Scrunch founder Danielle Lewis is rolling out a marketing analytics software that enables brands, retailers and agencies to measure the return on investment on their social media spend.

The business started as a service that would provide virtual change rooms for online stores, before Lewis realised the market wasn't ready for the idea and decided to repurpose the wealth of data she had accumulated along the way.

"We had aggregated a whole lot of blog content and curated the top 99 fashion blogs on the web as the idea was a core social network for fashion where you would be able to shop the content and dress a virtual model," says Lewis.

"Over drinks we discovered there was a much better market in the B2B space and from there pivoted Scrunch around what it is today.

"Now we are operating a software as a service in beta mode before launching mass market in coming months, where brands and agencies pay for a subscription and access to the data analytics software."

Like Lewis (pictured right), Murphy and Scott fell into this line of work by looking at their industries in a different way only a couple of years ago.

Murphy left her traditional public relations role in 2012, with the last straw being another blogger asking her how to negotiate a brand deal.

Platform Me was born out of frustration with the existing marketplace, where 'ancient paradigms' prevailed, and through Scott's inkling the industry was morphing into a different kind of beast.

"I was representing Mimi and taking her to meetings where people would say 'she is beautiful but...' - the head of a big modelling agency I had worked with before basically sat me down and said I was irresponsible to be filling this 5'6 girl's head with the idea that she could be a model and it was never going to happen," he says.

Now, to flog product with Elashiry, brands must spend a minimum of USD $1500 per post.

However, other influencers on Platform Me's books earn anywhere between $50 and $1000 per post through strictly negotiated contracts.
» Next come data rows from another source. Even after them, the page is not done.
#[cfg(test)]
mod tests {
    use super::*;

    fn coordinator(
        surface_width: f64,
        surface_height: f64,
        left: f64,
        top: f64,
        width: f64,
        height: f64,
    ) -> HandleCoordinator {
        HandleCoordinator::new(
            Size::new(surface_width, surface_height),
            CropRegion::new(Point::new(left, top), width, height),
        )
    }

    fn assert_positions_match_region(coordinator: &HandleCoordinator) {
        for anchor in HandleAnchor::ALL {
            assert_eq!(
                coordinator.handle(anchor).position(),
                anchor.position_on(coordinator.region()),
                "stale position for {anchor:?}"
            );
        }
    }

    #[test]
    fn test_construction_positions_handles() {
        let c = coordinator(300.0, 200.0, 10.0, 20.0, 100.0, 50.0);
        assert_positions_match_region(&c);
        for anchor in HandleAnchor::ALL {
            assert!(!c.handle(anchor).visible());
        }
    }

    #[test]
    fn test_top_left_drag_scenario() {
        let mut c = coordinator(300.0, 300.0, 50.0, 50.0, 100.0, 100.0);
        assert_eq!(
            c.handle(HandleAnchor::TopLeft).position(),
            Point::new(50.0, 50.0)
        );

        c.handle_event(HandleAnchor::TopLeft, HandleEvent::Dragged(Vec2::new(10.0, 10.0)));

        let region = c.region();
        assert!((region.left() - 65.0).abs() < f64::EPSILON);
        assert!((region.top() - 65.0).abs() < f64::EPSILON);
        assert!((region.width - 90.0).abs() < f64::EPSILON);
        assert!((region.height - 90.0).abs() < f64::EPSILON);
        assert_positions_match_region(&c);
    }

    #[test]
    fn test_right_middle_drag_beyond_surface() {
        let mut c = coordinator(300.0, 200.0, 40.0, 40.0, 250.0, 100.0);
        assert_eq!(
            c.handle(HandleAnchor::RightMiddle).position(),
            Point::new(290.0, 90.0)
        );

        c.handle_event(
            HandleAnchor::RightMiddle,
            HandleEvent::Dragged(Vec2::new(50.0, 0.0)),
        );

        let region = c.region();
        assert!((region.width - 260.0).abs() < f64::EPSILON);
        assert!((region.left() - 40.0).abs() < f64::EPSILON);
        assert!((region.top() - 40.0).abs() < f64::EPSILON);
        assert!((region.height - 100.0).abs() < f64::EPSILON);
        assert_positions_match_region(&c);
    }

    #[test]
    fn test_bottom_right_inward_drag_goes_negative() {
        // The right/bottom clamps cap only the upper bound; a hard inward
        // drag drives the extent negative and the region degenerates.
        let mut c = coordinator(300.0, 200.0, 10.0, 10.0, 100.0, 80.0);
        assert_eq!(
            c.handle(HandleAnchor::BottomRight).position(),
            Point::new(110.0, 90.0)
        );

        c.handle_event(
            HandleAnchor::BottomRight,
            HandleEvent::Dragged(Vec2::new(-200.0, -200.0)),
        );

        let region = c.region();
        assert!((region.width + 100.0).abs() < f64::EPSILON);
        assert!((region.height + 115.0).abs() < f64::EPSILON);
        assert!(region.is_empty());
        // Repositioning is suppressed for a degenerate region.
        assert_eq!(
            c.handle(HandleAnchor::BottomRight).position(),
            Point::new(110.0, 90.0)
        );
    }

    #[test]
    fn test_bottom_drag_clamps_to_surface() {
        let mut c = coordinator(300.0, 200.0, 10.0, 10.0, 100.0, 80.0);
        c.handle_event(
            HandleAnchor::BottomMiddle,
            HandleEvent::Dragged(Vec2::new(0.0, 500.0)),
        );

        // Drag stops at the bottom surface edge: height = 195 - 10 + 5.
        let region = c.region();
        assert!((region.height - 190.0).abs() < f64::EPSILON);
        assert_positions_match_region(&c);
    }

    #[test]
    fn test_top_left_drag_clamps_at_origin() {
        let mut c = coordinator(300.0, 300.0, 50.0, 50.0, 100.0, 100.0);
        c.handle_event(
            HandleAnchor::TopLeft,
            HandleEvent::Dragged(Vec2::new(-500.0, -500.0)),
        );

        let region = c.region();
        assert!(region.left().abs() < f64::EPSILON);
        assert!(region.top().abs() < f64::EPSILON);
        assert!((region.width - 155.0).abs() < f64::EPSILON);
        assert!((region.height - 155.0).abs() < f64::EPSILON);
        assert_positions_match_region(&c);
    }

    #[test]
    fn test_visibility_gating() {
        let mut c = coordinator(300.0, 200.0, 10.0, 10.0, 0.0, 50.0);
        c.show_handles(true);
        for anchor in HandleAnchor::ALL {
            assert!(!c.handle(anchor).visible());
        }

        c.region_mut().update(10.0, 10.0, 50.0, 50.0);
        c.update_handle_positions();
        c.show_handles(true);
        for anchor in HandleAnchor::ALL {
            assert!(c.handle(anchor).visible());
        }

        c.show_handles(false);
        for anchor in HandleAnchor::ALL {
            assert!(!c.handle(anchor).visible());
        }
    }

    #[test]
    fn test_apply_region_change_merges_partially() {
        let mut c = coordinator(300.0, 200.0, 10.0, 20.0, 100.0, 50.0);
        c.apply_region_change(RegionChange {
            width: Some(80.0),
            ..RegionChange::default()
        });

        let region = c.region();
        assert!((region.left() - 10.0).abs() < f64::EPSILON);
        assert!((region.top() - 20.0).abs() < f64::EPSILON);
        assert!((region.width - 80.0).abs() < f64::EPSILON);
        assert!((region.height - 50.0).abs() < f64::EPSILON);
        assert_positions_match_region(&c);
    }

    #[test]
    fn test_degenerate_surface_floors_region_at_zero() {
        // A 0x0 surface with a drag still arriving.
        let mut c = coordinator(0.0, 0.0, 10.0, 10.0, 50.0, 50.0);
        c.handle_event(
            HandleAnchor::BottomMiddle,
            HandleEvent::Dragged(Vec2::new(0.0, 10.0)),
        );

        let region = c.region();
        assert!(region.left().is_finite() && region.left() >= 0.0);
        assert!(region.top().is_finite() && region.top() >= 0.0);
        assert!(region.width.is_finite() && region.width >= 0.0);
        assert!(region.height.is_finite() && region.height >= 0.0);
        assert!(region.height.abs() < f64::EPSILON);
    }

    #[test]
    fn test_non_finite_delta_is_ignored() {
        let mut c = coordinator(300.0, 200.0, 10.0, 20.0, 100.0, 50.0);
        let before = *c.region();

        c.handle_event(
            HandleAnchor::BottomRight,
            HandleEvent::Dragged(Vec2::new(f64::NAN, 10.0)),
        );
        c.handle_event(
            HandleAnchor::BottomRight,
            HandleEvent::Dragged(Vec2::new(10.0, f64::INFINITY)),
        );

        assert_eq!(*c.region(), before);
        assert_positions_match_region(&c);
    }

    #[test]
    fn test_capture_press_release_cycle() {
        let mut c = coordinator(300.0, 200.0, 10.0, 20.0, 100.0, 50.0);
        let anchor = HandleAnchor::TopMiddle;

        assert_eq!(c.phase(anchor), DragPhase::Idle);

        c.handle_event(anchor, HandleEvent::Pressed);
        assert_eq!(c.phase(anchor), DragPhase::Capturing);
        assert!(c.handle(anchor).is_captured());

        c.handle_event(anchor, HandleEvent::Dragged(Vec2::new(0.0, -5.0)));
        assert_eq!(c.phase(anchor), DragPhase::Capturing);

        c.handle_event(anchor, HandleEvent::Released);
        assert_eq!(c.phase(anchor), DragPhase::Idle);
        assert!(!c.handle(anchor).is_captured());
    }

    #[test]
    fn test_release_follows_discarded_drag() {
        let mut c = coordinator(300.0, 200.0, 10.0, 20.0, 100.0, 50.0);
        let anchor = HandleAnchor::RightMiddle;

        c.handle_event(anchor, HandleEvent::Pressed);
        c.handle_event(anchor, HandleEvent::Dragged(Vec2::new(f64::NAN, f64::NAN)));
        c.handle_event(anchor, HandleEvent::Released);

        assert_eq!(c.phase(anchor), DragPhase::Idle);
        assert!(!c.handle(anchor).is_captured());
    }

    #[test]
    fn test_hit_test_resolves_anchors() {
        let mut c = coordinator(300.0, 200.0, 50.0, 50.0, 100.0, 100.0);
        c.show_handles(true);

        assert_eq!(c.hit_test(Point::new(52.0, 52.0)), Some(HandleAnchor::TopLeft));
        assert_eq!(
            c.hit_test(Point::new(101.0, 51.0)),
            Some(HandleAnchor::TopMiddle)
        );
        assert_eq!(c.hit_test(Point::new(200.0, 200.0)), None);
    }

    #[test]
    fn test_hit_test_prefers_corners() {
        // A narrow region overlaps the TopMiddle square with TopLeft's.
        let mut c = coordinator(300.0, 200.0, 50.0, 50.0, 8.0, 40.0);
        c.show_handles(true);

        assert_eq!(c.hit_test(Point::new(55.0, 51.0)), Some(HandleAnchor::TopLeft));
    }

    #[test]
    fn test_hit_test_ignores_hidden_handles() {
        let c = coordinator(300.0, 200.0, 50.0, 50.0, 100.0, 100.0);
        assert_eq!(c.hit_test(Point::new(52.0, 52.0)), None);
    }
}
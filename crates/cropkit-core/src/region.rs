//! Crop region state.

use kurbo::{Point, Rect};
use serde::{Deserialize, Serialize};

/// The authoritative crop rectangle: top-left corner plus extent.
///
/// All four components change together through [`CropRegion::update`];
/// nothing else mutates them, so readers never observe a half-applied
/// resize. Zero-area regions are valid and suppress handle repositioning
/// and visibility.
#[derive(Debug, Clone, Copy, PartialEq, Serialize, Deserialize)]
pub struct CropRegion {
    /// Top-left corner position.
    pub position: Point,
    /// Width of the region.
    pub width: f64,
    /// Height of the region.
    pub height: f64,
}

impl CropRegion {
    /// Create a new region.
    pub fn new(position: Point, width: f64, height: f64) -> Self {
        Self {
            position,
            width,
            height,
        }
    }

    /// Replace all four components atomically.
    ///
    /// No validation happens here: clamping to the surface is the caller's
    /// responsibility, and negative or zero extents are stored as-is.
    pub fn update(&mut self, left: f64, top: f64, width: f64, height: f64) {
        self.position = Point::new(left, top);
        self.width = width;
        self.height = height;
    }

    /// Left edge coordinate.
    pub fn left(&self) -> f64 {
        self.position.x
    }

    /// Top edge coordinate.
    pub fn top(&self) -> f64 {
        self.position.y
    }

    /// Get the region as a kurbo Rect.
    pub fn as_rect(&self) -> Rect {
        Rect::new(
            self.position.x,
            self.position.y,
            self.position.x + self.width,
            self.position.y + self.height,
        )
    }

    /// Whether the region has no positive area.
    pub fn is_empty(&self) -> bool {
        self.width <= 0.0 || self.height <= 0.0
    }
}

impl Default for CropRegion {
    fn default() -> Self {
        Self::new(Point::ZERO, 0.0, 0.0)
    }
}
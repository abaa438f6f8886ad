//! Pointer events delivered to individual handles.

use kurbo::Vec2;
use serde::{Deserialize, Serialize};

/// Pointer event routed to a single handle.
///
/// Drag deltas are incremental: movement since the previous `Dragged`
/// event on the same handle, not since the press. Consumers that need a
/// cumulative value accumulate it themselves.
#[derive(Debug, Clone, Copy, PartialEq, Serialize, Deserialize)]
pub enum HandleEvent {
    /// Primary button went down on the handle.
    Pressed,
    /// Pointer moved while the handle is engaged.
    Dragged(Vec2),
    /// Primary button was released.
    Released,
}

/// Capture phase of a single handle.
///
/// Press moves the handle to `Capturing`, release back to `Idle`; there is
/// no nested or concurrent capture on one handle.
#[derive(Debug, Clone, Copy, PartialEq, Eq, Default)]
pub enum DragPhase {
    /// Waiting for a press.
    #[default]
    Idle,
    /// Pointer input is routed to the handle until release.
    Capturing,
}

impl DragPhase {
    /// Check if pointer input is currently captured.
    pub fn is_capturing(self) -> bool {
        matches!(self, Self::Capturing)
    }
}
This might range from a one-off post to a three- or six-month stint promoting a particular product.

"It's not just about numbers for us though, people think you have to engage the people with big followings, but that's actually not the smartest way to work," says Scott.

"You could have 1000 followers and 12 per cent engagement, while the guy with 10,000 followers could have only 2 per cent engagement - who is more relevant here?"

Scott understands it's scary for some businesses to entrust and invest in a teenage girl with essentially no 'real' marketing experience.

However, agencies like his have little reason to not deliver a win-win for both the influencer and brand. 

"We are upfront with brands and try to engage them over a period of time - if Nike buys one post and Adidas buys four, then who is the winner?" says Scott.

"We also always make sure the influencer has the final signoff on the product - there is no point engaging them with a product that isn't suited to them - it will harm their credibility, reduce their relevance and just waste the client's money."

Lorraine Murphy (pictured left) says her agency turns down work all the time for this reason.

"Brands are often surprised at the number of campaigns our influencers decline," Murphy says.

"Influencers are brands in their own right though and need to be careful which clients they partner with.

"Audiences are getting smarter and can spot a campaign that doesn't fit with the blogger's usual content within a mile off."